Activity: The required result is the number of lines in this material containing the word "refs". Write that number and no other text.

• • •

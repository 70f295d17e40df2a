//! Budgeted result shaping.

use crate::models::{ConversationEntry, RetrievedEntry};

/// Suffix appended to a body cut to fit the budget.
pub const CONTINUATION: &str = "...";

/// Approximate token count: whitespace-delimited words.
#[must_use]
pub fn estimate_tokens(text: &str) -> usize {
    text.split_whitespace().count()
}

/// Sorts newest first (ties by id, descending).
pub fn newest_first(entries: &mut [&ConversationEntry]) {
    entries.sort_by(|a, b| b.timestamp.cmp(&a.timestamp).then_with(|| b.id.cmp(&a.id)));
}

/// Accumulates `entries` (already ordered) until `max_tokens` is reached.
///
/// The entry that would overflow is cut to the remaining allowance and
/// suffixed with [`CONTINUATION`]; accumulation stops right after it. The
/// cost of an entry is its body's word count even when bodies are omitted.
#[must_use]
pub fn shape(
    entries: &[&ConversationEntry],
    max_tokens: usize,
    anchors_only: bool,
) -> (Vec<RetrievedEntry>, usize) {
    let mut shaped = Vec::new();
    let mut total = 0;

    for entry in entries {
        let tokens = estimate_tokens(&entry.content);
        if total + tokens <= max_tokens {
            total += tokens;
            let body = (!anchors_only).then(|| entry.content.clone());
            shaped.push(retrieved(entry, tokens, body, false));
            continue;
        }

        let remaining = max_tokens - total;
        if remaining > 0 {
            let body = (!anchors_only).then(|| {
                let mut cut = entry
                    .content
                    .split_whitespace()
                    .take(remaining)
                    .collect::<Vec<_>>()
                    .join(" ");
                cut.push_str(CONTINUATION);
                cut
            });
            shaped.push(retrieved(entry, remaining, body, true));
            total = max_tokens;
        }
        break;
    }

    (shaped, total)
}

fn retrieved(
    entry: &ConversationEntry,
    tokens: usize,
    content: Option<String>,
    truncated: bool,
) -> RetrievedEntry {
    RetrievedEntry {
        entry_id: entry.id.clone(),
        timestamp: entry.timestamp,
        content,
        summary: entry.summary.clone(),
        tags: entry.tags.clone(),
        anchors: entry.anchors.clone(),
        tokens,
        truncated,
    }
}

#[cfg(test)]
mod tests {
    use super::*;
    use crate::models::{EntryId, NewEntry, ParsedDocument};
    use chrono::{Duration, Utc};

    fn entry(id: &str, words: usize, age_secs: i64) -> ConversationEntry {
        let content = vec!["word"; words].join(" ");
        ConversationEntry::from_new(
            NewEntry::new(content, ParsedDocument::default()),
            EntryId::new(id),
            Utc::now() - Duration::seconds(age_secs),
        )
    }

    #[test]
    fn test_newest_first() {
        let (a, b, c) = (entry("a", 1, 30), entry("b", 1, 10), entry("c", 1, 20));
        let mut refs = vec![&a, &b, &c];
        newest_first(&mut refs);
        let ids: Vec<_> = refs.iter().map(|e| e.id.as_str()).collect();
        assert_eq!(ids, vec!["b", "c", "a"]);
    }

    #[test]
    fn test_everything_fits() {
        let (a, b) = (entry("a", 3, 0), entry("b", 4, 1));
        let (shaped, total) = shape(&[&a, &b], 100, false);
        assert_eq!(shaped.len(), 2);
        assert_eq!(total, 7);
        assert!(shaped.iter().all(|e| !e.truncated));
    }

    #[test]
    fn test_overflow_is_truncated_and_stops() {
        let (a, b, c) = (entry("a", 6, 0), entry("b", 10, 1), entry("c", 1, 2));
        let (shaped, total) = shape(&[&a, &b, &c], 8, false);
        assert_eq!(shaped.len(), 2);
        assert_eq!(total, 8);
        assert!(shaped[1].truncated);
        assert_eq!(shaped[1].tokens, 2);
        assert_eq!(shaped[1].content.as_deref(), Some("word word..."));
    }

    #[test]
    fn test_exact_budget_stops_without_empty_entry() {
        let (a, b) = (entry("a", 5, 0), entry("b", 5, 1));
        let (shaped, total) = shape(&[&a, &b], 5, false);
        assert_eq!(shaped.len(), 1);
        assert_eq!(total, 5);
    }

    #[test]
    fn test_anchors_only_omits_bodies() {
        let a = entry("a", 3, 0);
        let (shaped, _) = shape(&[&a], 100, true);
        assert!(shaped[0].content.is_none());
        assert_eq!(shaped[0].tokens, 3);
    }
}
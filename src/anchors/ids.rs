//! Anchor id generation.

use crate::models::AnchorId;
use std::fmt::Debug;
use std::sync::atomic::{AtomicU64, Ordering};

/// Source of anchor ids.
///
/// Implementations must be safe to share across threads; ids must be unique
/// for the lifetime of the generator.
pub trait AnchorIdGenerator: Send + Sync + Debug {
    /// Returns a fresh id.
    fn next_id(&self) -> AnchorId;
}

/// Random UUID v4 ids, unique process-wide.
#[derive(Debug, Clone, Copy, Default)]
pub struct UuidAnchorIds;

impl AnchorIdGenerator for UuidAnchorIds {
    fn next_id(&self) -> AnchorId {
        AnchorId::new(format!("anchor_{}", uuid::Uuid::new_v4().simple()))
    }
}

/// Counter-based ids (`anchor_1`, `anchor_2`, ...), scoped to one generator.
#[derive(Debug, Default)]
pub struct SequentialAnchorIds {
    counter: AtomicU64,
}

impl SequentialAnchorIds {
    /// Creates a counter starting at 1.
    #[must_use]
    pub const fn new() -> Self {
        Self {
            counter: AtomicU64::new(0),
        }
    }
}

impl AnchorIdGenerator for SequentialAnchorIds {
    fn next_id(&self) -> AnchorId {
        let n = self.counter.fetch_add(1, Ordering::Relaxed) + 1;
        AnchorId::new(format!("anchor_{n}"))
    }
}

#[cfg(test)]
mod tests {
    use super::*;
    use std::collections::HashSet;
    use std::sync::Arc;

    #[test]
    fn test_sequential_ids_count_up() {
        let ids = SequentialAnchorIds::new();
        assert_eq!(ids.next_id().as_str(), "anchor_1");
        assert_eq!(ids.next_id().as_str(), "anchor_2");
    }

    #[test]
    fn test_sequential_ids_unique_across_threads() {
        let ids = Arc::new(SequentialAnchorIds::new());
        let handles: Vec<_> = (0..4)
            .map(|_| {
                let ids = Arc::clone(&ids);
                std::thread::spawn(move || (0..250).map(|_| ids.next_id()).collect::<Vec<_>>())
            })
            .collect();

        let mut seen = HashSet::new();
        for handle in handles {
            for id in handle.join().unwrap() {
                assert!(seen.insert(id));
            }
        }
        assert_eq!(seen.len(), 1000);
    }

    #[test]
    fn test_uuid_ids_are_prefixed() {
        let id = UuidAnchorIds.next_id();
        assert!(id.as_str().starts_with("anchor_"));
        assert_ne!(id, UuidAnchorIds.next_id());
    }
}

• • •

Task output: 3